I'm not sure how explicit a formula is wanted here, but one can compute differentials if needed by relying on the usual concrete formula in affine algebraic geometry. (This is written down in various textbooks, including section 5.4 of my book on linear algebraic groups where I mostly followed the lecture notes of Borel and Mumford.) For example, since the trace function on $G$ is linear, its differential at a matrix will again be the trace; but calculations for other coefficients of the characteristic polynomial involve more complicated expressions in the matrix coefficients. For general linear groups these can of course be given explicitly.
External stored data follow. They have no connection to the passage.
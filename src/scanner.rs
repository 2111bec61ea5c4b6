use std::collections::{BTreeSet, HashSet};
use std::path::PathBuf;

use walkdir::{DirEntry, WalkDir};

use crate::diagnostics::Diagnostic;

/// Ignore policy for the directory walk.
///
/// Hidden entries (names starting with `.`) are always skipped. Entries
/// whose name is in `excluded` are skipped wherever they appear. When
/// `extensions` is set, only files with a matching extension
/// (case-insensitive, without the dot) are collected; `None` collects
/// every file, since markers can live in any comment syntax.
#[derive(Debug, Clone)]
pub struct ScanOptions {
    pub extensions: Option<BTreeSet<String>>,
    pub excluded: BTreeSet<String>,
}

impl Default for ScanOptions {
    fn default() -> Self {
        ScanOptions {
            extensions: None,
            excluded: ["target", "node_modules", "__pycache__"]
                .iter()
                .map(|name| name.to_string())
                .collect(),
        }
    }
}

impl ScanOptions {
    fn keep(&self, entry: &DirEntry) -> bool {
        // Never filter a registered root itself.
        if entry.depth() == 0 {
            return true;
        }
        let name = entry.file_name().to_string_lossy();
        !name.starts_with('.') && !self.excluded.contains(name.as_ref())
    }

    fn matches_extension(&self, path: &std::path::Path) -> bool {
        let Some(allowed) = &self.extensions else {
            return true;
        };
        path.extension()
            .and_then(|ext| ext.to_str())
            .map(|ext| allowed.contains(&ext.to_ascii_lowercase()))
            .unwrap_or(false)
    }
}

/// Recursive walker over the registered source folders.
///
/// Visits each folder in registration order and, within a folder, entries
/// in lexical file-name order, so the collected file list is identical
/// from run to run. A file reachable from two overlapping folders is
/// collected once.
///
/// # Example
///
/// ```no_run
/// use swagger_from_comments::scanner::{FileScanner, ScanOptions};
/// use std::path::PathBuf;
///
/// let scanner = FileScanner::new(
///     vec![PathBuf::from("./api"), PathBuf::from("./models")],
///     ScanOptions::default(),
/// );
/// let result = scanner.scan();
/// println!("Found {} files", result.files.len());
/// ```
pub struct FileScanner {
    folders: Vec<PathBuf>,
    options: ScanOptions,
}

/// Result of a directory scan.
pub struct ScanResult {
    /// Every collected file, in deterministic visit order.
    pub files: Vec<PathBuf>,
    /// One entry per path that could not be traversed.
    pub diagnostics: Vec<Diagnostic>,
}

impl FileScanner {
    pub fn new(folders: Vec<PathBuf>, options: ScanOptions) -> Self {
        Self { folders, options }
    }

    /// Walks every registered folder and collects the files to inspect.
    ///
    /// Traversal failures (an unreadable subdirectory, a vanished entry)
    /// are recorded as diagnostics and the walk continues; they never
    /// abort the scan.
    pub fn scan(&self) -> ScanResult {
        let mut files = Vec::new();
        let mut diagnostics = Vec::new();
        let mut seen = HashSet::new();

        for folder in &self.folders {
            for entry in WalkDir::new(folder)
                .sort_by_file_name()
                .into_iter()
                .filter_entry(|e| self.options.keep(e))
            {
                match entry {
                    Ok(entry) => {
                        if !entry.file_type().is_file() {
                            continue;
                        }
                        let path = entry.path();
                        if !self.options.matches_extension(path) {
                            continue;
                        }
                        if seen.insert(path.to_path_buf()) {
                            files.push(path.to_path_buf());
                        }
                    }
                    Err(e) => {
                        diagnostics.push(Diagnostic::UnreadableFile {
                            source: e
                                .path()
                                .map(|p| p.to_path_buf())
                                .unwrap_or_else(|| folder.clone()),
                            reason: e.to_string(),
                        });
                    }
                }
            }
        }

        ScanResult { files, diagnostics }
    }
}
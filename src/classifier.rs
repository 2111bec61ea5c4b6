//! Classification of raw fragments into operations and definitions.
//!
//! Each fragment must parse as a YAML mapping. A mapping with a
//! `definition` key contributes a named schema; anything else must carry
//! both a `method` and a `path` key and contributes one operation. The
//! routing keys are stripped and the rest of the mapping is passed through
//! verbatim, so any Swagger construct an author writes (parameters,
//! responses, `$ref`, vendor extensions) survives untouched.

use std::path::PathBuf;

use serde::{Deserialize, Serialize};
use serde_yaml::Value;

use crate::diagnostics::MalformedBlock;
use crate::extractor::RawBlock;

/// The HTTP methods Swagger 2.0 allows inside a path item.
///
/// Declaration order is the order the keys appear in the emitted document.
#[derive(
    Debug, Clone, Copy, PartialEq, Eq, PartialOrd, Ord, Hash, Serialize, Deserialize,
)]
#[serde(rename_all = "lowercase")]
pub enum HttpMethod {
    Get,
    Post,
    Put,
    Delete,
    Patch,
    Options,
    Head,
}

impl HttpMethod {
    /// Parses a method name case-insensitively. `GET`, `get` and `Get`
    /// all name the same method.
    pub fn from_name(name: &str) -> Option<Self> {
        match name.to_ascii_lowercase().as_str() {
            "get" => Some(HttpMethod::Get),
            "post" => Some(HttpMethod::Post),
            "put" => Some(HttpMethod::Put),
            "delete" => Some(HttpMethod::Delete),
            "patch" => Some(HttpMethod::Patch),
            "options" => Some(HttpMethod::Options),
            "head" => Some(HttpMethod::Head),
            _ => None,
        }
    }

    /// The lowercase Swagger path item key.
    pub fn as_str(self) -> &'static str {
        match self {
            HttpMethod::Get => "get",
            HttpMethod::Post => "post",
            HttpMethod::Put => "put",
            HttpMethod::Delete => "delete",
            HttpMethod::Patch => "patch",
            HttpMethod::Options => "options",
            HttpMethod::Head => "head",
        }
    }
}

impl std::fmt::Display for HttpMethod {
    fn fmt(&self, f: &mut std::fmt::Formatter) -> std::fmt::Result {
        let name = match self {
            HttpMethod::Get => "GET",
            HttpMethod::Post => "POST",
            HttpMethod::Put => "PUT",
            HttpMethod::Delete => "DELETE",
            HttpMethod::Patch => "PATCH",
            HttpMethod::Options => "OPTIONS",
            HttpMethod::Head => "HEAD",
        };
        f.write_str(name)
    }
}

/// One operation contributed by a block, keyed by `(path, method)`.
#[derive(Debug, Clone, PartialEq)]
pub struct OperationEntry {
    pub path: String,
    pub method: HttpMethod,
    /// The parsed mapping minus the `method` and `path` keys.
    pub spec: Value,
    pub source: PathBuf,
}

/// One named schema contributed by a block, keyed by its name.
#[derive(Debug, Clone, PartialEq)]
pub struct DefinitionEntry {
    pub name: String,
    /// The parsed mapping minus the `definition` key.
    pub schema: Value,
    pub source: PathBuf,
}

/// A classified block, ready for assembly.
#[derive(Debug, Clone, PartialEq)]
pub enum Entry {
    Operation(OperationEntry),
    Definition(DefinitionEntry),
}

fn malformed(block: &RawBlock, reason: impl Into<String>) -> MalformedBlock {
    MalformedBlock {
        source: block.source.to_path_buf(),
        reason: reason.into(),
    }
}

fn yaml_key(name: &str) -> Value {
    Value::String(name.to_string())
}

/// Classifies one raw fragment.
///
/// The `definition` key takes precedence: a mapping that has one is a
/// definition even if `method` or `path` are also present (those keys then
/// stay in the schema untouched).
pub fn classify(block: &RawBlock) -> Result<Entry, MalformedBlock> {
    let value: Value = serde_yaml::from_str(block.text)
        .map_err(|e| malformed(block, format!("parse failure: {}", e)))?;
    let mut mapping = match value {
        Value::Mapping(mapping) => mapping,
        _ => return Err(malformed(block, "block is not a YAML mapping")),
    };

    if let Some(name_value) = mapping.remove(&yaml_key("definition")) {
        let name = match name_value {
            Value::String(name) if !name.is_empty() => name,
            _ => {
                return Err(malformed(
                    block,
                    "`definition` name must be a non-empty string",
                ))
            }
        };
        return Ok(Entry::Definition(DefinitionEntry {
            name,
            schema: Value::Mapping(mapping),
            source: block.source.to_path_buf(),
        }));
    }

    let method_value = mapping.remove(&yaml_key("method"));
    let path_value = mapping.remove(&yaml_key("path"));
    let (method_value, path_value) = match (method_value, path_value) {
        (Some(method), Some(path)) => (method, path),
        (Some(_), None) => {
            return Err(malformed(block, "operation block is missing the `path` key"))
        }
        (None, Some(_)) => {
            return Err(malformed(
                block,
                "operation block is missing the `method` key",
            ))
        }
        (None, None) => {
            return Err(malformed(
                block,
                "block declares neither an operation nor a definition",
            ))
        }
    };

    let method_name = match method_value.as_str() {
        Some(name) => name,
        None => return Err(malformed(block, "`method` must be a string")),
    };
    let method = HttpMethod::from_name(method_name).ok_or_else(|| {
        malformed(block, format!("unrecognized HTTP method `{}`", method_name))
    })?;
    let path = match path_value {
        Value::String(path) if !path.is_empty() => path,
        _ => return Err(malformed(block, "`path` must be a non-empty string")),
    };

    Ok(Entry::Operation(OperationEntry {
        path,
        method,
        spec: Value::Mapping(mapping),
        source: block.source.to_path_buf(),
    }))
}

#[cfg(test)]
mod tests {
    use super::*;
    use std::path::Path;

    fn block(text: &str) -> RawBlock<'_> {
        RawBlock {
            source: Path::new("views.py"),
            text,
            start: 0,
            end: text.len(),
        }
    }

    fn classify_err(text: &str) -> String {
        classify(&block(text)).unwrap_err().reason
    }

    #[test]
    fn test_classifies_operation() {
        let text = "\npath: /snippets\nmethod: get\nsummary: List snippets\nresponses:\n  200:\n    description: OK\n";
        let entry = classify(&block(text)).unwrap();
        let Entry::Operation(op) = entry else {
            panic!("expected an operation");
        };
        assert_eq!(op.path, "/snippets");
        assert_eq!(op.method, HttpMethod::Get);
        assert_eq!(op.source, Path::new("views.py"));
        assert_eq!(
            op.spec.get("summary").and_then(Value::as_str),
            Some("List snippets")
        );
        // Routing keys are stripped from the passthrough spec.
        assert!(op.spec.get("path").is_none());
        assert!(op.spec.get("method").is_none());
        // Non-string YAML keys survive the passthrough.
        let responses = op.spec.get("responses").unwrap();
        assert!(responses.get(Value::from(200)).is_some());
    }

    #[test]
    fn test_classifies_definition() {
        let text = "definition: Snippet\ntype: object\nproperties:\n  title:\n    type: string\n";
        let Entry::Definition(def) = classify(&block(text)).unwrap() else {
            panic!("expected a definition");
        };
        assert_eq!(def.name, "Snippet");
        assert!(def.schema.get("definition").is_none());
        assert_eq!(def.schema.get("type").and_then(Value::as_str), Some("object"));
    }

    #[test]
    fn test_definition_takes_precedence_over_routing_keys() {
        let text = "definition: Weird\nmethod: get\npath: /x\n";
        let Entry::Definition(def) = classify(&block(text)).unwrap() else {
            panic!("expected a definition");
        };
        assert_eq!(def.name, "Weird");
        // The routing keys stay in the schema untouched.
        assert_eq!(def.schema.get("method").and_then(Value::as_str), Some("get"));
        assert_eq!(def.schema.get("path").and_then(Value::as_str), Some("/x"));
    }

    #[test]
    fn test_method_is_case_insensitive() {
        for name in ["GET", "get", "Get", "gEt"] {
            let text = format!("path: /pets\nmethod: {}\n", name);
            let Entry::Operation(op) = classify(&block(&text)).unwrap() else {
                panic!("expected an operation");
            };
            assert_eq!(op.method, HttpMethod::Get);
        }
    }

    #[test]
    fn test_parse_failure() {
        let reason = classify_err("path: /pets\n  bad indent: [\n");
        assert!(reason.starts_with("parse failure: "), "got: {}", reason);
    }

    #[test]
    fn test_non_mapping_blocks() {
        assert_eq!(classify_err("- a\n- b\n"), "block is not a YAML mapping");
        assert_eq!(classify_err("just a scalar"), "block is not a YAML mapping");
        assert_eq!(classify_err(""), "block is not a YAML mapping");
    }

    #[test]
    fn test_missing_routing_keys() {
        assert_eq!(
            classify_err("summary: no routing keys\n"),
            "block declares neither an operation nor a definition"
        );
        assert_eq!(
            classify_err("path: /pets\n"),
            "operation block is missing the `method` key"
        );
        assert_eq!(
            classify_err("method: get\n"),
            "operation block is missing the `path` key"
        );
    }

    #[test]
    fn test_bad_method_values() {
        assert_eq!(classify_err("path: /p\nmethod: 7\n"), "`method` must be a string");
        assert_eq!(
            classify_err("path: /p\nmethod: fetch\n"),
            "unrecognized HTTP method `fetch`"
        );
    }

    #[test]
    fn test_bad_path_values() {
        assert_eq!(
            classify_err("path: ''\nmethod: get\n"),
            "`path` must be a non-empty string"
        );
        assert_eq!(
            classify_err("path: 42\nmethod: get\n"),
            "`path` must be a non-empty string"
        );
    }

    #[test]
    fn test_bad_definition_names() {
        assert_eq!(
            classify_err("definition: ''\ntype: object\n"),
            "`definition` name must be a non-empty string"
        );
        assert_eq!(
            classify_err("definition: [not, a, name]\n"),
            "`definition` name must be a non-empty string"
        );
    }

    #[test]
    fn test_malformed_reason_carries_source_path() {
        let err = classify(&block("- listed")).unwrap_err();
        assert_eq!(err.source, Path::new("views.py"));
    }

    #[test]
    fn test_http_method_display_and_key() {
        assert_eq!(HttpMethod::Delete.to_string(), "DELETE");
        assert_eq!(HttpMethod::Delete.as_str(), "delete");
        assert_eq!(HttpMethod::from_name("bogus"), None);
    }
}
What Steinberg's map does in the semisimple case comes from his IHES paper on regular elements and is discussed in Chapter 4 of my book on conjugacy classes. His general recipe involves the characters of the $r$ fundamental representations, evaluated at group elements. For general (or special) linear groups, this just amounts to writing down the significant coefficients of the characteristic polynomial as noted in the question.
The differential of the Steinberg map can be calculated uniformly at any group element, but since each fiber contains a unique regular class and a unique semisimple class it's usually most interesting to focus on regular elements. This is what Steinberg does in constructing his remarkable cross-section of the fibers.
In this picture the regular semisimple elements are dense, but it's unclear to me why the computation of differentials at such elements is needed. Can you say something about the motivation for the question?